Общественный подъем второй половины пятидесятых и начала шестидесятых годов вызвал у архаровцев-демагогов неподдельную тревогу и многому их научил. Энтузиазм ими был проявлен завидный…
Не возьмусь утверждать, что неудовлетворительность общеобразовательного дела, которое мы замучили постоянными нововведениями сверху, связана лишь с неутомимой деятельностью архаровцев из Академии педнаук, но так или иначе, а вот уже долгие годы неумолимость школьных программ отбивает у учителей всякую охоту к творчеству, а у учеников гасит естественную в их возрасте любознательность. Скука и формализм, кажется, обрели в школе постоянную прописку.
Хотелось бы спросить у наших, обремененных высокими академическими званиями, медиков: «Почему врач из творца по преимуществу превратился по преимуществу в чиновника? Почему современную медицину покинуло элементарное милосердие и как уживается клятва Гиппократа с нынешней строго соблюдаемой иерархией медицинского обслуживания?» А может быть, Академия медицинских наук давно уже на каком-нибудь своем соборе эту клятву отменила как пережиток языческих времен?
Не наберусь смелости утверждать, будто «продовольственная проблема» своим появлением на свет обязана исключительно деятельности Академии сельскохозяйственных наук, однако, когда регулярно приходится посещать продовольственные магазины, может возникнуть и такая неосторожная мысль.
А вот и главный Храм науки… Но о нем я высказываться поостерегусь, ибо не располагаю точными сведениями, насколько подлежит буквальной и универсальной практической интерпретации заповедь: «Наука требует жертв».
Я отдаю себе отчет в том, что современное общество и современное государство не могут нормально функционировать без различных управленческих систем. Настоящим злом та или иная система становится лишь тогда, когда перерождается в бюрократическую.
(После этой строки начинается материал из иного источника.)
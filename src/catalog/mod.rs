// Catalog core
// Persisted file/directory catalog with reconciliation, hashing and duplicate accounting

pub mod duplicates;
pub mod entry;
pub mod error;
pub mod hashing;
pub mod ingest;
pub mod reconcile;
mod schema;
pub mod store;

// Re-export commonly used types for convenience
pub use entry::{CatalogEntry, DirEntry, Entry, EntryKey, EntryKind, FileEntry, Metadata};
pub use error::CatalogError;
pub use hashing::{ContentDigest, FlushBatcher, HashJob, HashStats, SelectCursor, Sha256Digest};
pub use ingest::{ChangeEvent, EventIngest, IngestOutcome};
pub use reconcile::ReconcileReport;
pub use store::Catalog;
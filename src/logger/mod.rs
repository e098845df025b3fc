//! Activity logging for monitor sessions.

pub mod jsonl;

pub use jsonl::{ActivityLog, ActivityLogConfig, EventType, LogEntry, Severity};
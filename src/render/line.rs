//! Fixed-width line formatting for the 16-column panel.

#![allow(missing_docs)]

use crate::device::protocol::{LINE_TERMINATOR, ROW_WIDTH};

/// Left-justify `text` into exactly `width` printable ASCII characters: pad
/// with spaces or keep the first `width` characters. Control characters
/// become spaces and non-ASCII characters become `?`, so the result is always
/// `width` bytes long.
#[must_use]
pub fn fit_line(text: &str, width: usize) -> String {
    let mut line: String = text
        .chars()
        .take(width)
        .map(|c| match c {
            ' '..='~' => c,
            c if c.is_control() => ' ',
            _ => '?',
        })
        .collect();
    let missing = width - line.len();
    line.extend(std::iter::repeat_n(' ', missing));
    line
}

/// Both rows as one write: `"<top>\n<bottom>\n"`, each fitted to the panel
/// width. After a clear the driver puts the first line on top.
#[must_use]
pub fn compose_frame(top: &str, bottom: &str) -> String {
    let mut frame = String::with_capacity(2 * (ROW_WIDTH + 1));
    for row in [top, bottom] {
        frame.push_str(&fit_line(row, ROW_WIDTH));
        frame.push(char::from(LINE_TERMINATOR));
    }
    frame
}
#![deny(unsafe_code)]

//! lcdctl — LCD control panel CLI entry point.

use clap::Parser;

mod cli_app;

fn main() {
    let args = match cli_app::Cli::try_parse() {
        Ok(args) => args,
        Err(e) => {
            let _ = e.print();
            // --help and --version arrive as errors that belong on stdout.
            std::process::exit(i32::from(e.use_stderr()));
        }
    };
    if let Err(e) = cli_app::run(&args) {
        eprintln!("lcdctl: {e}");
        std::process::exit(e.exit_code());
    }
}
//! In-memory stand-in for the LCD driver.
//!
//! Reproduces what a client can observe of the real driver: the atomic config
//! flags, commit-on-terminator writes, and the row-inversion quirk after a
//! clear. The first line committed after a clear lands on the bottom row; every
//! later commit scrolls the bottom row up to the top and lands below it.
//!
//! Clones share one panel, so a test can keep a handle while a monitor loop
//! borrows another.

#![allow(missing_docs)]

use std::io;
use std::sync::Arc;

use parking_lot::Mutex;

use crate::core::errors::{DeviceOp, LcdError, Result};
use crate::device::protocol::{
    DisplayConfig, DisplayDevice, DisplayMode, DisplaySnapshot, LINE_TERMINATOR, ROW_COUNT,
    ROW_WIDTH, SNAPSHOT_LEN,
};

/// One call made against the device, in arrival order.
#[derive(Debug, Clone, PartialEq, Eq)]
pub enum RecordedOp {
    Clear,
    Configure(DisplayConfig),
    Write(Vec<u8>),
    Read,
}

#[derive(Debug)]
struct PanelState {
    rows: [[u8; ROW_WIDTH]; ROW_COUNT],
    pending: Vec<u8>,
    bottom_occupied: bool,
    config: DisplayConfig,
    ops: Vec<RecordedOp>,
    fail_next: Vec<DeviceOp>,
    read_limit: Option<usize>,
}

impl Default for PanelState {
    fn default() -> Self {
        Self {
            rows: [[b' '; ROW_WIDTH]; ROW_COUNT],
            pending: Vec::with_capacity(ROW_WIDTH),
            bottom_occupied: false,
            config: DisplayMode::Interactive.config(),
            ops: Vec::new(),
            fail_next: Vec::new(),
            read_limit: None,
        }
    }
}

impl PanelState {
    fn take_failure(&mut self, op: DeviceOp) -> Result<()> {
        if let Some(idx) = self.fail_next.iter().position(|f| *f == op) {
            self.fail_next.remove(idx);
            return Err(LcdError::device(
                op,
                io::Error::other(format!("injected {op} failure")),
            ));
        }
        Ok(())
    }

    fn blank(&mut self) {
        self.rows = [[b' '; ROW_WIDTH]; ROW_COUNT];
        self.pending.clear();
        self.bottom_occupied = false;
    }

    fn feed(&mut self, byte: u8) {
        if byte == LINE_TERMINATOR {
            self.commit();
        } else if self.pending.len() < ROW_WIDTH {
            self.pending.push(byte);
        }
    }

    fn commit(&mut self) {
        let mut line = [b' '; ROW_WIDTH];
        line[..self.pending.len()].copy_from_slice(&self.pending);
        self.pending.clear();

        if self.bottom_occupied {
            self.rows[0] = self.rows[1];
        }
        self.rows[1] = line;
        self.bottom_occupied = true;
    }

    fn memory(&self) -> [u8; SNAPSHOT_LEN] {
        let mut out = [0u8; SNAPSHOT_LEN];
        out[..ROW_WIDTH].copy_from_slice(&self.rows[0]);
        out[ROW_WIDTH..].copy_from_slice(&self.rows[1]);
        out
    }
}

/// Emulated LCD panel implementing [`DisplayDevice`].
#[derive(Debug, Clone, Default)]
pub struct MemoryDevice {
    state: Arc<Mutex<PanelState>>,
}

impl MemoryDevice {
    /// A blank panel in the interactive configuration.
    #[must_use]
    pub fn new() -> Self {
        Self::default()
    }

    /// Make the next call of kind `op` fail once. Failed calls leave the panel
    /// untouched.
    pub fn fail_next(&self, op: DeviceOp) {
        self.state.lock().fail_next.push(op);
    }

    /// Return at most `limit` bytes from subsequent reads.
    pub fn limit_reads(&self, limit: usize) {
        self.state.lock().read_limit = Some(limit);
    }

    /// Current flags as last accepted by the panel.
    #[must_use]
    pub fn config(&self) -> DisplayConfig {
        self.state.lock().config
    }

    /// Panel memory without recording a read.
    #[must_use]
    pub fn peek(&self) -> DisplaySnapshot {
        DisplaySnapshot::from_bytes(self.state.lock().memory())
    }

    /// Every call received so far, failed ones included.
    #[must_use]
    pub fn ops(&self) -> Vec<RecordedOp> {
        self.state.lock().ops.clone()
    }

    /// Configurations received, in order.
    #[must_use]
    pub fn config_history(&self) -> Vec<DisplayConfig> {
        self.state
            .lock()
            .ops
            .iter()
            .filter_map(|op| match op {
                RecordedOp::Configure(cfg) => Some(*cfg),
                _ => None,
            })
            .collect()
    }

    /// Number of recorded calls matching `kind`.
    #[must_use]
    pub fn count(&self, kind: DeviceOp) -> usize {
        self.state
            .lock()
            .ops
            .iter()
            .filter(|op| {
                matches!(
                    (op, kind),
                    (RecordedOp::Clear, DeviceOp::Clear)
                        | (RecordedOp::Configure(_), DeviceOp::Configure)
                        | (RecordedOp::Write(_), DeviceOp::Write)
                        | (RecordedOp::Read, DeviceOp::Read)
                )
            })
            .count()
    }
}

impl DisplayDevice for MemoryDevice {
    fn clear(&mut self) -> Result<()> {
        let mut state = self.state.lock();
        state.ops.push(RecordedOp::Clear);
        state.take_failure(DeviceOp::Clear)?;
        state.blank();
        Ok(())
    }

    fn configure(&mut self, cfg: DisplayConfig) -> Result<()> {
        let mut state = self.state.lock();
        state.ops.push(RecordedOp::Configure(cfg));
        state.take_failure(DeviceOp::Configure)?;
        state.config = cfg;
        Ok(())
    }

    fn write_raw(&mut self, bytes: &[u8]) -> Result<()> {
        let mut state = self.state.lock();
        state.ops.push(RecordedOp::Write(bytes.to_vec()));
        state.take_failure(DeviceOp::Write)?;
        for &byte in bytes {
            state.feed(byte);
        }
        Ok(())
    }

    fn read_raw(&mut self, buf: &mut [u8]) -> Result<usize> {
        let mut state = self.state.lock();
        state.ops.push(RecordedOp::Read);
        state.take_failure(DeviceOp::Read)?;
        let memory = state.memory();
        let available = state.read_limit.unwrap_or(SNAPSHOT_LEN).min(SNAPSHOT_LEN);
        let n = available.min(buf.len());
        buf[..n].copy_from_slice(&memory[..n]);
        Ok(n)
    }
}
Бюрократ, то есть чиновник-архаровец, – вот творец, он же и пользователь смертоносного для общественного прогресса оружия – демагогии. Убивая мысль, убивая животворящее чувство, демагогия не только заглушает в человеке всякое творческое начало, но и порождает тот испуг, когда каждый начинает бояться каждого, а порой даже и самого себя.
Конечно, не следует каждого управленца считать бюрократом. Бюрократ – это управленец-архаровец любого ранга и любой системы, не обремененный государственным мышлением. А если эту формулу упростить до обыденного сравнения, то бюрократ более всего схож со спекулянтом, то есть архаровцем без маски, продающим вещи по «двойной цене». Только торгует бюрократ не вещами, а правами. А главное: создавая искусственный правовой дефицит, бюрократ лишает нас законных прав от имени государства, а если «выдает» их нам, то делает это уже от собственного имени, как тот спекулянт, что в режиме товарного дефицита «выручает» нас за «двойную цену». Различны лишь подробности, а механизм один и тот же.